Yesterday I had the opportunity to serve as one of three judges at the Clark County Quilters’ Show in Ridgefield, Washington. I thought I would explain a little bit about the process. Best of Show is, of course, the biggie. Everyone who attends and enters wants to know who won the big prize. As the show opened today, I can say the winning quilt was titled “Emma’s Dream” and made by Janet Fogg.
So how did this quilt become BOS? After the judging is complete, all of the first place quilts in each category are compared against one another, with the judges looking at quilt top design, quilting design, overall workmanship, and quilting technique. The judges eliminate the first place quilts one by one until they are left with the quilt that best displays the highest standard in all areas. Sometimes, the choice for best of show is clear cut, while other times judges have a dilemma trying to decide between two great choices. Janet Fogg’s quilt is a wonderful example of a quilt that contains everything judges look for: striking visual impact, great design in both the top and the quilting, and overall excellent workmanship. You can see the wonderful texture and creativity in the quilting design in the two detail shots above. This quilt was in the Art-Representational category. Now let’s look at the first and second places in this same category to see what makes them standout work.

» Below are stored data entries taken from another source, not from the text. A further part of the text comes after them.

impl Xfem {
    pub fn new(options: XfemOptions) -> Self {
        Self {
            mesh: CutMesh::new(options.topology),
            cuts: options.cuts,
            marks: StateMarks::new(),
            cut_elems: BTreeMap::new(),
            crack_tip_elems: BTreeSet::new(),
        }
    }

    /// The engine as left by the last update.
    pub fn cut_mesh(&self) -> &CutMesh {
        &self.mesh
    }

    pub fn cut_elem(&self, elem: u32) -> Option<&CutElem> {
        self.cut_elems.get(&elem)
    }

    pub fn crack_tip_elements(&self) -> &BTreeSet<u32> {
        &self.crack_tip_elems
    }

    pub fn add_geometric_cut(&mut self, cut: impl Into<GeometricCutSource>) {
        self.cuts.push(cut.into());
    }

    /// Request crack growth through `elem` along a crack with `normal`.
    pub fn add_state_marked_elem(&mut self, elem: u32, normal: [f64; 2]) -> Result<(), CutMeshError> {
        self.marks.mark_elem(elem, normal)
    }

    /// Request a crack initiating at the midpoint of side `side` of `elem`.
    pub fn add_state_marked_elem_side(
        &mut self,
        elem: u32,
        normal: [f64; 2],
        side: usize,
    ) -> Result<(), CutMeshError> {
        self.marks.mark_elem_side(elem, normal, side)
    }

    /// Request a secondary crack branching off the interior cut of `elem`.
    pub fn add_state_marked_frag(&mut self, elem: u32, normal: [f64; 2]) -> Result<(), CutMeshError> {
        self.marks.mark_frag(elem, normal)
    }

    pub fn clear_state_marked_elems(&mut self) {
        self.marks.clear();
    }

    // -------------------------------------------------------------------------
    // Update cycle
    // -------------------------------------------------------------------------

    /// Cut the host mesh at `time`. Returns whether the host changed.
    ///
    /// State marks are consumed by the update.
    pub fn update(&mut self, host: &mut HostMesh, time: f64) -> Result<bool, CutMeshError> {
        self.build_cut_mesh(host)?;
        let changed = if self.mark_cut_edges(host, time)? {
            let delta = self.cut_mesh_with_efa()?;
            self.apply_delta(host, &delta)?
        } else {
            false
        };
        self.marks.clear();
        log::info!(
            "xfem update at t = {time}: host {} changed, {} cut elements, {} crack-tip elements",
            if changed { "was" } else { "not" },
            self.cut_elems.len(),
            self.crack_tip_elems.len()
        );
        Ok(changed)
    }

    fn build_cut_mesh(&mut self, host: &HostMesh) -> Result<(), CutMeshError> {
        self.mesh.reset();
        for (id, nodes) in host.elements() {
            self.mesh.add_element(nodes, id)?;
        }
        for (&id, saved) in &self.cut_elems {
            self.mesh.restore_fragment_info(id, saved.cut_mesh_elem())?;
        }
        self.mesh.update_edge_neighbors()?;
        for (&id, saved) in &self.cut_elems {
            self.mesh.restore_edge_intersections(id, saved.cut_mesh_elem())?;
        }
        self.mesh.init_crack_tip_topology()?;
        self.crack_tip_elems.clone_from(self.mesh.crack_tip_elements());
        log::debug!(
            "rebuilt cut mesh with {} elements, {} restored cut elements",
            self.mesh.num_elements(),
            self.cut_elems.len()
        );
        Ok(())
    }

    fn mark_cut_edges(&mut self, host: &HostMesh, time: f64) -> Result<bool, CutMeshError> {
        let by_geometry = self.mark_cut_edges_by_geometry(host, time)?;
        let by_state = self.mark_cut_edges_by_state(host)?;
        Ok(by_geometry || by_state)
    }

    fn mark_cut_edges_by_geometry(&mut self, host: &HostMesh, time: f64) -> Result<bool, CutMeshError> {
        if self.cuts.is_empty() {
            return Ok(false);
        }
        let mut marked = false;
        let ids: Vec<u32> = self.mesh.elements().keys().copied().collect();
        for id in ids {
            let elem = self.mesh.get_elem_by_id(id)?;
            if elem.is_cut_twice() {
                continue;
            }
            if elem.num_fragments() > 1 {
                return Err(CutMeshError::FragmentCount {
                    element: id,
                    found: elem.num_fragments(),
                    context: "cuts are marked on elements with at most one fragment",
                });
            }
            let corners = host.element_coords(id)?;
            let elem_edges = element_segments(&corners);
            let frag_edges = fragment_segments(elem, &corners)?;
            let phantom: Vec<bool> = (0..elem.num_edges()).map(|i| elem.is_edge_phantom(i)).collect();
            let markable: Vec<bool> = match elem.fragments().first() {
                Some(frag) => (0..frag.num_edges())
                    .map(|i| frag.is_edge_interior(i) && !elem.is_secondary_interior_edge(i))
                    .collect(),
                None => Vec::new(),
            };

            let mut elem_cuts = Vec::new();
            let mut frag_cuts = Vec::new();
            for cut in &self.cuts {
                elem_cuts.extend(cut.cut_edges(&elem_edges, time)?);
                frag_cuts.extend(cut.cut_edges(&frag_edges, time)?);
            }
            for cut in elem_cuts {
                if !phantom[cut.edge] {
                    self.mesh.add_edge_intersection(id, cut.edge, cut.position)?;
                    marked = true;
                }
            }
            // Fragment edges only after all element edges of this element.
            for cut in frag_cuts {
                if markable[cut.edge]
                    && self
                        .mesh
                        .add_frag_edge_intersection(id, cut.edge, cut.position)?
                        .is_some()
                {
                    marked = true;
                }
            }
        }
        Ok(marked)
    }

    fn mark_cut_edges_by_state(&mut self, host: &HostMesh) -> Result<bool, CutMeshError> {
        let mut marked = false;
        let marks: Vec<(u32, [f64; 2])> = self.marks.iter().collect();
        for (id, normal) in marks {
            let elem = self.mesh.get_elem_by_id(id)?;
            if elem.is_cut_twice() {
                continue;
            }
            let corners = host.element_coords(id)?;
            let at_tip = self.crack_tip_elems.contains(&id);
            let (orig_edge, orig_node) = match self.marks.origin(id, at_tip) {
                Some(MarkOrigin::CrackTip) => crack_tip_origin(elem)?,
                Some(MarkOrigin::Side(side)) => {
                    let elem = self.mesh.check_edge(id, side)?;
                    if elem.is_edge_phantom(side) || elem.edge(side).has_intersection() {
                        log::debug!("element {id}: side {side} cannot start a crack, skipped");
                        continue;
                    }
                    let node = self.mesh.add_edge_intersection(id, side, 0.5)?;
                    (self.mesh.get_elem_by_id(id)?.edge(side).clone(), node)
                }
                Some(MarkOrigin::Fragment) => {
                    if elem.num_fragments() != 1 {
                        return Err(CutMeshError::FragmentCount {
                            element: id,
                            found: elem.num_fragments(),
                            context: "a secondary crack starts on exactly one fragment",
                        });
                    }
                    let Ok(interior) = elem.fragment(0).interior_edge_ids().into_iter().exactly_one()
                    else {
                        continue;
                    };
                    let Some(node) = self.mesh.add_frag_edge_intersection(id, interior, 0.5)? else {
                        continue;
                    };
                    let elem = self.mesh.get_elem_by_id(id)?;
                    (elem.fragment(0).edge(interior).clone(), node)
                }
                None => {
                    return Err(CutMeshError::Invariant(format!(
                        "element {id} is marked for growth but has no crack to grow from"
                    )));
                }
            };

            let elem = self.mesh.get_elem_by_id(id)?;
            let plane = PlaneCut::new(node_coords(elem, orig_node, &corners)?, normal);
            let mut elem_hit = None;
            for (i, [first, second]) in element_segments(&corners).into_iter().enumerate() {
                if orig_edge.is_partial_overlap(elem.edge(i)) || elem.is_edge_phantom(i) {
                    continue;
                }
                if let Some(position) = plane.edge_cut(first, second, 0.0)? {
                    elem_hit = Some((i, position));
                    break;
                }
            }
            if let Some((edge, position)) = elem_hit {
                self.mesh.add_edge_intersection(id, edge, position)?;
            }

            let elem = self.mesh.get_elem_by_id(id)?;
            let mut frag_hit = None;
            if let Some(frag) = elem.fragments().first() {
                for (i, [first, second]) in fragment_segments(elem, &corners)?.into_iter().enumerate() {
                    let edge = frag.edge(i);
                    if orig_edge.is_partial_overlap(edge)
                        || !edge.is_interior_edge()
                        || elem.is_secondary_interior_edge(i)
                    {
                        continue;
                    }
                    if let Some(position) = plane.edge_cut(first, second, 0.0)? {
                        frag_hit = Some((i, position));
                        break;
                    }
                }
            }
            if let Some((edge, position)) = frag_hit {
                self.mesh.add_frag_edge_intersection(id, edge, position)?;
            }
            marked = true;
        }
        Ok(marked)
    }

    fn cut_mesh_with_efa(&mut self) -> Result<TopologyDelta, CutMeshError> {
        self.mesh.update_physical_links_and_fragments()?;
        Ok(self.mesh.update_topology()?.clone())
    }

    /// Write new nodes and child elements into the host, drop the parents,
    /// and record the crack tip in host numbering.
    fn apply_delta(&mut self, host: &mut HostMesh, delta: &TopologyDelta) -> Result<bool, CutMeshError> {
        let mut changed = false;
        let mut node_map: BTreeMap<u32, u32> = BTreeMap::new();
        for new_node in &delta.new_nodes {
            let parent = new_node.parent.ok_or_else(|| {
                CutMeshError::Invariant(format!("new node {} has no parent", new_node.key))
            })?;
            let coords = host.coords(parent.id())?;
            let host_id = host.add_node(coords);
            log::debug!("host node {host_id} duplicates {}", parent.id());
            node_map.insert(new_node.key.id(), host_id);
            changed = true;
        }

        let mut elem_map: BTreeMap<u32, u32> = BTreeMap::new();
        for &child in &delta.child_elements {
            let elem = self.mesh.get_elem_by_id(child)?;
            let nodes = elem
                .nodes()
                .iter()
                .map(|&key| host_node_id(key, &node_map))
                .collect::<Result<Vec<_>, _>>()?;
            let host_id = host.add_element(&nodes)?;
            self.cut_elems.insert(host_id, CutElem::new(elem)?);
            elem_map.insert(child, host_id);
            changed = true;
        }

        for &parent in &delta.parent_elements {
            host.delete_element(parent)?;
            self.cut_elems.remove(&parent);
            changed = true;
        }

        self.crack_tip_elems = delta
            .crack_tip_elements
            .iter()
            .map(|e| elem_map.get(e).copied().unwrap_or(*e))
            .collect();
        Ok(changed)
    }

    // -------------------------------------------------------------------------
    // Queries
    // -------------------------------------------------------------------------

    /// Physical share of a host element's area: the fragment area over the
    /// element area for partial elements, 1 otherwise.
    pub fn get_elem_phys_volfrac(&self, host: &HostMesh, elem: u32) -> Result<f64, CutMeshError> {
        match self.cut_elems.get(&elem).filter(|c| c.is_partial()) {
            Some(cut) => cut.physical_volfrac(&host.element_coords(elem)?),
            None => Ok(1.0),
        }
    }

    /// One component of the `plane_id`-th cut plane of a host element, given
    /// as a quantity index `0..6` (origin x, y, z, then normal x, y, z).
    /// Elements that are not partially cut report 0.
    pub fn get_cut_plane(
        &self,
        host: &HostMesh,
        elem: u32,
        quantity: usize,
        plane_id: usize,
    ) -> Result<f64, CutMeshError> {
        let quantity = CutPlaneQuantity::try_from(quantity)?;
        let Some(cut) = self.cut_elems.get(&elem).filter(|c| c.is_partial()) else {
            return Ok(0.0);
        };
        let corners = host.element_coords(elem)?;
        use CutPlaneQuantity::*;
        Ok(match quantity {
            OriginX => cut.origin(plane_id, &corners)?[0],
            OriginY => cut.origin(plane_id, &corners)?[1],
            NormalX => cut.normal(plane_id, &corners)?[0],
            NormalY => cut.normal(plane_id, &corners)?[1],
            OriginZ | NormalZ => 0.0,
        })
    }

    pub fn is_elem_cut(&self, elem: u32) -> bool {
        self.cut_elems.get(&elem).is_some_and(CutElem::is_partial)
    }

    pub fn is_elem_at_crack_tip(&self, elem: u32) -> bool {
        self.crack_tip_elems.contains(&elem)
    }
}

First place went to CarolAnne Olson for “Chandeliers”. Notice CarolAnne’s excellent use of fabric. The background fabric seems an unexpected choice but is so effective–giving the effect of wallpaper. Then notice how CarolAnne used shaded and striated fabrics for flames and the chandelier parts. She used her brightest, deepest colors to create a foreground and the most subtle colors which recede into the background resulting in a sense of depth. Her quilting adds to the sense of realism, for example, defining the crystals’ facets. I must also mention all three judges deemed this quilt “Best Non-Traditional.”
Judith Phelps earned second place for “Horses, Hounds, and Guns.” Her piece is completely hand painted with the background design composed of original Civil War maps. This quilt is an excellent example of a well-done neutral palette. Notice in the detail images how Judith created shape and form through value. Her quilt tells a story well and as noted, in the artist statement, is well researched.